We can use that $$E\mathrm i(-x) = \int x^{-1}e^{-x}\mathrm dx+\mathrm{Const.}$$

So $$I = E\mathrm i(-2) - \lim_{\xi \to 0}E\mathrm i(-\xi)$$

Can anyone set a hint for what can I do?

Answer 1

Since $x^{-1}e^{-x} \ge x^{-1}e^{-1}$ on $(0,1),$ and $\int_0^1 x^{-1}\,dx = \infty,$ we have $\int_0^1 x^{-1}e^{-x}\,dx=\infty.$

Answer 2

Let $g(x)=\frac{e^{-x}-1}{x}$ for $x\in (0,2]$. Then $g$ can be made continuous at $x=0$ by defining $g(0)=-1$.

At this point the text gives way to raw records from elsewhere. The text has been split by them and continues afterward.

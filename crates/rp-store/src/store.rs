//! # Publication Store
//!
//! The single source of truth for the feed. Owns the ordered collection of
//! publications and exposes the five mutators; derived views live in
//! `views.rs` and are recomputed from this state on every read.
//!
//! Identifier policy: `next_id` is a high-water mark that survives
//! deletions, so a publication id is never reused within one store
//! lifetime. (Re-deriving "next" from the current length would hand out
//! duplicates after a delete.)

use chrono::Utc;
use rp_core::error::{AppError, Result};
use rp_core::models::{Comment, Publication};

/// An explicitly owned store; no globals. Construct one per session via
/// [`PublicationStore::new`] or [`PublicationStore::seeded`].
pub struct PublicationStore {
    publications: Vec<Publication>,
    next_id: u64,
}

impl PublicationStore {
    /// An empty feed.
    pub fn new() -> Self {
        Self {
            publications: Vec::new(),
            next_id: 1,
        }
    }

    /// A store pre-loaded with existing publications. The allocator starts
    /// past the highest id present so later creates never collide.
    pub fn with_publications(publications: Vec<Publication>) -> Self {
        let next_id = publications.iter().map(|p| p.id + 1).max().unwrap_or(1);
        Self {
            publications,
            next_id,
        }
    }

    /// A store holding the sample feed shown before any user activity.
    pub fn seeded() -> Self {
        Self::with_publications(crate::seed::seed_publications())
    }

    /// Creates a publication at the head of the feed (most-recent-first).
    ///
    /// Stored `title`/`content` are the trimmed input; a blank `image`
    /// collapses to `None`. A rejected create allocates no id.
    pub fn create(
        &mut self,
        author: &str,
        title: &str,
        content: &str,
        image: Option<&str>,
    ) -> Result<Publication> {
        let title = required_field("title", title)?;
        let content = required_field("content", content)?;
        let image = image
            .map(str::trim)
            .filter(|url| !url.is_empty())
            .map(str::to_string);

        let publication = Publication {
            id: self.next_id,
            author: author.to_string(),
            title,
            content,
            image,
            timestamp: Utc::now(),
            comments: Vec::new(),
            is_favorite: false,
        };
        self.next_id += 1;

        tracing::info!(id = publication.id, author, "publication created");
        self.publications.insert(0, publication.clone());
        Ok(publication)
    }

    /// Replaces `title`, `content` and `image` in place. Everything else
    /// (id, author, timestamp, comments, favorite flag, feed position) is
    /// preserved. Only the author may edit.
    pub fn edit(
        &mut self,
        id: u64,
        editor: &str,
        title: &str,
        content: &str,
        image: Option<&str>,
    ) -> Result<Publication> {
        // 1. Resolve the target
        let position = self.position_of(id)?;

        // 2. Authorization: author-only, checked here rather than trusting
        //    the presentation layer to hide the button.
        if self.publications[position].author != editor {
            tracing::warn!(id, editor, "edit rejected: not the author");
            return Err(AppError::Unauthorized(format!(
                "only {} may edit publication {}",
                self.publications[position].author, id
            )));
        }

        // 3. Validate before touching anything; a rejected edit must leave
        //    the publication untouched.
        let title = required_field("title", title)?;
        let content = required_field("content", content)?;
        let image = image
            .map(str::trim)
            .filter(|url| !url.is_empty())
            .map(str::to_string);

        let publication = &mut self.publications[position];
        publication.title = title;
        publication.content = content;
        publication.image = image;

        tracing::info!(id, editor, "publication edited");
        Ok(publication.clone())
    }

    /// Removes the publication. Surviving ids are never renumbered and the
    /// removed id is never reissued. Only the author may delete.
    pub fn delete(&mut self, id: u64, caller: &str) -> Result<()> {
        let position = self.position_of(id)?;
        if self.publications[position].author != caller {
            tracing::warn!(id, caller, "delete rejected: not the author");
            return Err(AppError::Unauthorized(format!(
                "only {} may delete publication {}",
                self.publications[position].author, id
            )));
        }

        self.publications.remove(position);
        tracing::info!(id, caller, "publication deleted");
        Ok(())
    }

    /// Appends a comment to the target publication's thread. Comment ids
    /// are scoped to the publication.
    pub fn add_comment(
        &mut self,
        publication_id: u64,
        author: &str,
        content: &str,
    ) -> Result<Comment> {
        let content = required_field("comment", content)?;
        let publication = self.get_mut(publication_id)?;

        let comment = Comment {
            id: publication.next_comment_id(),
            author: author.to_string(),
            content,
            timestamp: Utc::now(),
        };
        publication.comments.push(comment.clone());

        tracing::debug!(
            publication_id,
            comment_id = comment.id,
            author,
            "comment added"
        );
        Ok(comment)
    }

    /// Flips the favorite flag and returns the new state. Two toggles
    /// restore the original value.
    pub fn toggle_favorite(&mut self, publication_id: u64) -> Result<bool> {
        let publication = self.get_mut(publication_id)?;
        publication.is_favorite = !publication.is_favorite;
        let state = publication.is_favorite;
        tracing::debug!(publication_id, favorite = state, "favorite toggled");
        Ok(state)
    }

    /// Read-only lookup by id.
    pub fn get(&self, id: u64) -> Option<&Publication> {
        self.publications.iter().find(|p| p.id == id)
    }

    pub(crate) fn publications(&self) -> &[Publication] {
        &self.publications
    }

    fn position_of(&self, id: u64) -> Result<usize> {
        self.publications
            .iter()
            .position(|p| p.id == id)
            .ok_or_else(|| AppError::publication_not_found(id))
    }

    fn get_mut(&mut self, id: u64) -> Result<&mut Publication> {
        self.publications
            .iter_mut()
            .find(|p| p.id == id)
            .ok_or_else(|| AppError::publication_not_found(id))
    }
}

impl Default for PublicationStore {
    fn default() -> Self {
        Self::new()
    }
}

/// Trims a required text field, rejecting blank or whitespace-only input.
fn required_field(name: &str, value: &str) -> Result<String> {
    let trimmed = value.trim();
    if trimmed.is_empty() {
        return Err(AppError::ValidationError(format!(
            "{} must not be empty",
            name
        )));
    }
    Ok(trimmed.to_string())
}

But then $$\int_{\xi}^2 x^{-1}e^{-x}\,dx = \int_{\xi}^2 g(x)\,dx + \int_{\xi}^2 \frac{dx}{x}$$

Since $g$ is continuous on $[0,2]$ you get:

$$\lim_{\xi\to 0+}\int_{\xi}^2 x^{-1}e^{-x}\,dx = \int_{0}^{2}g(x)\,dx + \lim_{\xi\to 0+} \int_{\xi}^{2}\frac{dx}{x}$$

Basically, $x^{-1}e^{-x}$ behaves "like" $\frac{1}{x}$ when $x$ is near zero.

Answer 3

Note that \begin{align} \lim_{\xi\to 0}\int_\xi^2x^{-1}e^{-x}\mathrm dx =& \lim_{\xi\to 0}\int_\xi^2x^{-1}D_x\big(-e^{-x}\big)\mathrm dx \\ =& \lim_{\xi\to 0}\left[ x^{-1}(-e^{-x})\Big|_{\xi}^{2}-\int_\xi^2D_x\big(x^{-1}\big)\big(-e^{-x}\big)\mathrm dx \right] \\ =& \lim_{\xi\to 0}\left[ \frac{1}{x}(-e^{-x})\Big|_{\xi}^{2} - \int_\xi^2\left(\frac{1}{x^2}\right)(-e^{-x})\mathrm dx \right] \\ =& \lim_{\xi\to 0}\left[ \underbrace{-\frac{1}{2}(e^{-2})+\frac{1}{\xi}(e^{-\xi})}_{\to \infty} + \underbrace{\int_\xi^2\left(\frac{1}{x^2}\right)(e^{-x})\mathrm dx}_{<\infty} \right] \end{align}

Answer 4

By convexity $e^{-x}\geq \max(1-x,0)$, hence $$ \int_{0}^{2}\frac{e^{-x}}{x}\,dx \geq -1+\int_{0}^{1}\frac{dx}{x} $$ trivially implies divergence.